Eu observei a caixa nas mãos dela. As palavras “Everything You Need in Just One Click!”(Tudo que você precisa em apenas um clique) me ganharam.
— Acho que vou levar.
— Tem certeza?

Estava ficando irritada com aquela mulher. Afinal, ela queria ou não me vender o telefone?

—Tenho. — confirmei olhando em seus olhos.
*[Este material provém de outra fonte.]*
//! Booking operations.

use std::sync::Arc;

use chrono::NaiveDate;
use serde::{Deserialize, Serialize};
use tracing::{info, warn};
use uuid::Uuid;

use blacklight_core::error::{AppError, ErrorKind};
use blacklight_core::result::AppResult;
use blacklight_core::types::{PageRequest, PageResponse};
use blacklight_database::store::{BookingStore, RoomStore};
use blacklight_entity::booking::{Booking, BookingStatus, NewBooking};

use super::policy::BookingPolicy;
use crate::context::RequestContext;

/// A customer's request for a block of hours.
#[derive(Debug, Clone, Serialize, Deserialize)]
#[serde(rename_all = "camelCase")]
pub struct ProposeBooking {
    pub room_id: Uuid,
    pub date: NaiveDate,
    /// Requested hours; treated as a set.
    pub hours: Vec<i32>,
}

/// Occupancy of one hour of a room.
#[derive(Debug, Clone, Copy, PartialEq, Eq, Serialize, Deserialize)]
#[serde(rename_all = "lowercase")]
pub enum SlotState {
    Free,
    Pending,
    Confirmed,
}

#[derive(Debug, Clone, Serialize, Deserialize)]
pub struct HourSlot {
    pub hour: i32,
    pub state: SlotState,
}

/// Hour-by-hour availability of a room on a date.
#[derive(Debug, Clone, Serialize, Deserialize)]
#[serde(rename_all = "camelCase")]
pub struct RoomAvailability {
    pub room_id: Uuid,
    pub date: NaiveDate,
    pub hours: Vec<HourSlot>,
}

#[derive(Clone)]
pub struct BookingService {
    rooms: Arc<dyn RoomStore>,
    bookings: Arc<dyn BookingStore>,
    policy: BookingPolicy,
}

impl BookingService {
    pub fn new(
        rooms: Arc<dyn RoomStore>,
        bookings: Arc<dyn BookingStore>,
        policy: BookingPolicy,
    ) -> Self {
        Self {
            rooms,
            bookings,
            policy,
        }
    }

    /// Validate the requested hours, price them, and create a pending booking
    /// if no active booking on the same room and date overlaps them.
    pub async fn propose_booking(
        &self,
        ctx: &RequestContext,
        req: ProposeBooking,
    ) -> AppResult<Booking> {
        let window = self.policy.select(&req.hours)?;

        let room = self
            .rooms
            .find_by_id(req.room_id)
            .await?
            .ok_or_else(|| AppError::not_found(format!("Room {} not found", req.room_id)))?;
        if !room.is_available {
            return Err(AppError::validation(format!(
                "Room '{}' is not accepting bookings",
                room.name
            )));
        }

        let quote = self.policy.quote(room.hourly_rate, &window);
        let booking = self
            .bookings
            .create_if_free(&NewBooking {
                room_id: room.id,
                customer_id: ctx.user_id,
                booking_date: req.date,
                window,
                total_price: quote.total_price,
                deposit_amount: quote.deposit_amount,
            })
            .await
            .inspect_err(|e| {
                if e.is(ErrorKind::SlotConflict) {
                    warn!(room_id = %room.id, date = %req.date, hours = %window, "Booking rejected: slot taken");
                }
            })?;

        info!(
            booking_id = %booking.id,
            room_id = %room.id,
            customer_id = %ctx.user_id,
            date = %booking.booking_date,
            hours = %window,
            total = %booking.total_price,
            deposit = %booking.deposit_amount,
            "Booking created"
        );
        Ok(booking)
    }

    pub async fn get(&self, ctx: &RequestContext, id: Uuid) -> AppResult<Booking> {
        let booking = self
            .bookings
            .find_by_id(id)
            .await?
            .ok_or_else(|| AppError::not_found(format!("Booking {id} not found")))?;
        ctx.ensure_can_access(booking.customer_id, "booking")?;
        Ok(booking)
    }

    /// Admins see every booking, customers only their own.
    pub async fn list(
        &self,
        ctx: &RequestContext,
        page: &PageRequest,
    ) -> AppResult<PageResponse<Booking>> {
        self.bookings.list(ctx.owner_filter(), page).await
    }

    /// Hour-by-hour occupancy of a room over the operating window.
    pub async fn availability(&self, room_id: Uuid, date: NaiveDate) -> AppResult<RoomAvailability> {
        if self.rooms.find_by_id(room_id).await?.is_none() {
            return Err(AppError::not_found(format!("Room {room_id} not found")));
        }
        let active = self.bookings.find_active_for_room(room_id, date).await?;

        let hours = self
            .policy
            .operating_hours()
            .map(|hour| {
                let state = active
                    .iter()
                    .find(|b| b.window().contains(hour))
                    .map(|b| match b.status {
                        BookingStatus::Confirmed => SlotState::Confirmed,
                        _ => SlotState::Pending,
                    })
                    .unwrap_or(SlotState::Free);
                HourSlot { hour, state }
            })
            .collect();

        Ok(RoomAvailability {
            room_id,
            date,
            hours,
        })
    }

    /// Admin status change following the booking transition table.
    pub async fn update_status(
        &self,
        ctx: &RequestContext,
        id: Uuid,
        next: BookingStatus,
    ) -> AppResult<Booking> {
        let booking = self.bookings.update_status(id, next).await?;
        info!(
            booking_id = %id,
            status = %booking.status,
            by = %ctx.user_id,
            "Booking status changed"
        );
        Ok(booking)
    }
}

#[cfg(test)]
mod tests {
    use super::*;
    use crate::testing;
    use rust_decimal::Decimal;
    use blacklight_database::Stores;

    fn service(stores: &Stores) -> BookingService {
        BookingService::new(
            stores.rooms.clone(),
            stores.bookings.clone(),
            BookingPolicy::default(),
        )
    }

    fn date() -> NaiveDate {
        NaiveDate::from_ymd_opt(2025, 7, 4).unwrap()
    }

    fn request(room_id: Uuid, hours: &[i32]) -> ProposeBooking {
        ProposeBooking {
            room_id,
            date: date(),
            hours: hours.to_vec(),
        }
    }

    #[tokio::test]
    async fn test_prices_three_hours_with_rounded_deposit() {
        let stores = Stores::memory();
        let ctx = testing::customer(&stores, "ali@example.com").await;
        let room = testing::room(&stores, 100).await;

        let booking = service(&stores)
            .propose_booking(&ctx, request(room.id, &[14, 15, 16]))
            .await
            .unwrap();

        assert_eq!(booking.start_hour, 14);
        assert_eq!(booking.duration_hours, 3);
        assert_eq!(booking.total_price, Decimal::from(300));
        assert_eq!(booking.deposit_amount, Decimal::from(60));
        assert_eq!(booking.status, BookingStatus::Pending);
        assert!(!booking.payment_status.is_paid());
        assert_eq!(booking.customer_id, ctx.user_id);
    }

    #[tokio::test]
    async fn test_non_contiguous_hours_rejected() {
        let stores = Stores::memory();
        let ctx = testing::customer(&stores, "ali@example.com").await;
        let room = testing::room(&stores, 100).await;

        let err = service(&stores)
            .propose_booking(&ctx, request(room.id, &[10, 12]))
            .await
            .unwrap_err();
        assert_eq!(err.kind, ErrorKind::InvalidSlotSelection);
    }

    #[tokio::test]
    async fn test_overlap_with_confirmed_rejected_adjacent_accepted() {
        let stores = Stores::memory();
        let admin = testing::admin(&stores).await;
        let ctx = testing::customer(&stores, "ali@example.com").await;
        let room = testing::room(&stores, 100).await;
        let svc = service(&stores);

        let first = svc
            .propose_booking(&ctx, request(room.id, &[14, 15]))
            .await
            .unwrap();
        svc.update_status(&admin, first.id, BookingStatus::Confirmed)
            .await
            .unwrap();

        let err = svc
            .propose_booking(&ctx, request(room.id, &[15, 16]))
            .await
            .unwrap_err();
        assert_eq!(err.kind, ErrorKind::SlotConflict);

        assert!(svc.propose_booking(&ctx, request(room.id, &[16, 17])).await.is_ok());
    }

    #[tokio::test]
    async fn test_same_hours_other_room_or_date_are_independent() {
        let stores = Stores::memory();
        let ctx = testing::customer(&stores, "ali@example.com").await;
        let a = testing::room(&stores, 100).await;
        let b = testing::room(&stores, 100).await;
        let svc = service(&stores);

        svc.propose_booking(&ctx, request(a.id, &[20])).await.unwrap();
        svc.propose_booking(&ctx, request(b.id, &[20])).await.unwrap();
        let mut next_day = request(a.id, &[20]);
        next_day.date = date().succ_opt().unwrap();
        svc.propose_booking(&ctx, next_day).await.unwrap();
    }

    #[tokio::test]
    async fn test_concurrent_identical_requests_exactly_one_wins() {
        let stores = Stores::memory();
        let room = testing::room(&stores, 100).await;
        let svc = service(&stores);
        let c1 = testing::customer(&stores, "one@example.com").await;
        let c2 = testing::customer(&stores, "two@example.com").await;

        let (s1, s2) = (svc.clone(), svc.clone());
        let (r1, r2) = (request(room.id, &[18, 19]), request(room.id, &[18, 19]));
        let h1 = tokio::spawn(async move { s1.propose_booking(&c1, r1).await });
        let h2 = tokio::spawn(async move { s2.propose_booking(&c2, r2).await });
        let results = [h1.await.unwrap(), h2.await.unwrap()];

        let ok = results.iter().filter(|r| r.is_ok()).count();
        let conflicts = results
            .iter()
            .filter(|r| matches!(r, Err(e) if e.kind == ErrorKind::SlotConflict))
            .count();
        assert_eq!((ok, conflicts), (1, 1));
    }

    #[tokio::test]
    async fn test_status_transitions() {
        let stores = Stores::memory();
        let admin = testing::admin(&stores).await;
        let ctx = testing::customer(&stores, "ali@example.com").await;
        let room = testing::room(&stores, 100).await;
        let svc = service(&stores);

        let b = svc.propose_booking(&ctx, request(room.id, &[9])).await.unwrap();
        svc.update_status(&admin, b.id, BookingStatus::Confirmed).await.unwrap();
        svc.update_status(&admin, b.id, BookingStatus::Completed).await.unwrap();

        let err = svc
            .update_status(&admin, b.id, BookingStatus::Confirmed)
            .await
            .unwrap_err();
        assert_eq!(err.kind, ErrorKind::InvalidStatusTransition);
    }

    #[tokio::test]
    async fn test_rejection_frees_hours() {
        let stores = Stores::memory();
        let admin = testing::admin(&stores).await;
        let ctx = testing::customer(&stores, "ali@example.com").await;
        let room = testing::room(&stores, 100).await;
        let svc = service(&stores);

        let b = svc.propose_booking(&ctx, request(room.id, &[12, 13])).await.unwrap();
        svc.update_status(&admin, b.id, BookingStatus::Rejected).await.unwrap();
        assert!(svc.propose_booking(&ctx, request(room.id, &[12, 13])).await.is_ok());
    }

    #[tokio::test]
    async fn test_unavailable_room_rejected() {
        let stores = Stores::memory();
        let ctx = testing::customer(&stores, "ali@example.com").await;
        let room = testing::room(&stores, 100).await;
        stores
            .rooms
            .update(
                room.id,
                &blacklight_entity::room::UpdateRoom {
                    is_available: Some(false),
                    ..Default::default()
                },
            )
            .await
            .unwrap();

        let err = service(&stores)
            .propose_booking(&ctx, request(room.id, &[10]))
            .await
            .unwrap_err();
        assert_eq!(err.kind, ErrorKind::Validation);
    }

    #[tokio::test]
    async fn test_availability_marks_pending_and_confirmed() {
        let stores = Stores::memory();
        let admin = testing::admin(&stores).await;
        let ctx = testing::customer(&stores, "ali@example.com").await;
        let room = testing::room(&stores, 100).await;
        let svc = service(&stores);

        let b = svc.propose_booking(&ctx, request(room.id, &[10, 11])).await.unwrap();
        svc.update_status(&admin, b.id, BookingStatus::Confirmed).await.unwrap();
        svc.propose_booking(&ctx, request(room.id, &[15])).await.unwrap();

        let avail = svc.availability(room.id, date()).await.unwrap();
        assert_eq!(avail.hours.len(), 15);
        let state = |h: i32| avail.hours.iter().find(|s| s.hour == h).unwrap().state;
        assert_eq!(state(9), SlotState::Free);
        assert_eq!(state(10), SlotState::Confirmed);
        assert_eq!(state(11), SlotState::Confirmed);
        assert_eq!(state(12), SlotState::Free);
        assert_eq!(state(15), SlotState::Pending);
    }

    #[tokio::test]
    async fn test_customers_only_see_their_own() {
        let stores = Stores::memory();
        let admin = testing::admin(&stores).await;
        let c1 = testing::customer(&stores, "one@example.com").await;
        let c2 = testing::customer(&stores, "two@example.com").await;
        let room = testing::room(&stores, 100).await;
        let svc = service(&stores);

        let b1 = svc.propose_booking(&c1, request(room.id, &[9])).await.unwrap();
        svc.propose_booking(&c2, request(room.id, &[10])).await.unwrap();

        let page = PageRequest::default();
        assert_eq!(svc.list(&c1, &page).await.unwrap().total_items, 1);
        assert_eq!(svc.list(&admin, &page).await.unwrap().total_items, 2);
        assert_eq!(
            svc.get(&c2, b1.id).await.unwrap_err().kind,
            ErrorKind::Forbidden
        );
    }
}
Uma expressão estranha cruzou seu rosto. Pena, tristeza e mais alguma coisa. Será que ela pretendia vender o celular para outra pessoa — uma amiga — e agora teria que me vender a última unidade? Ou será que ela pretendia comprá-lo pra si mesma? Mas, então, por que teria me mostrado o aparelho em primeiro lugar?
— Você não poderá devolver nem trocá-lo! Como eu já disse, este é o último aparelho. — disse suavemente.
— Ele está com algum defeito ou coisa assim? Tem garantia? — perguntei um pouco desconfiada.
— Tem garantia, sim. E não tem defeito algum. Apenas por se tratar de uma peça única não poderá ser trocado, pois não existe outro similar a este!
— Mas ele funciona bem? — me certifiquei.
— Perfeitamente bem. Ele possui tudo o que você sempre quis na vida. Tenho certeza que ficará muito satisfeita. — e sorriu, o rosto alegre.

Que mulher mais sinistra!
— Eu fico com ele então!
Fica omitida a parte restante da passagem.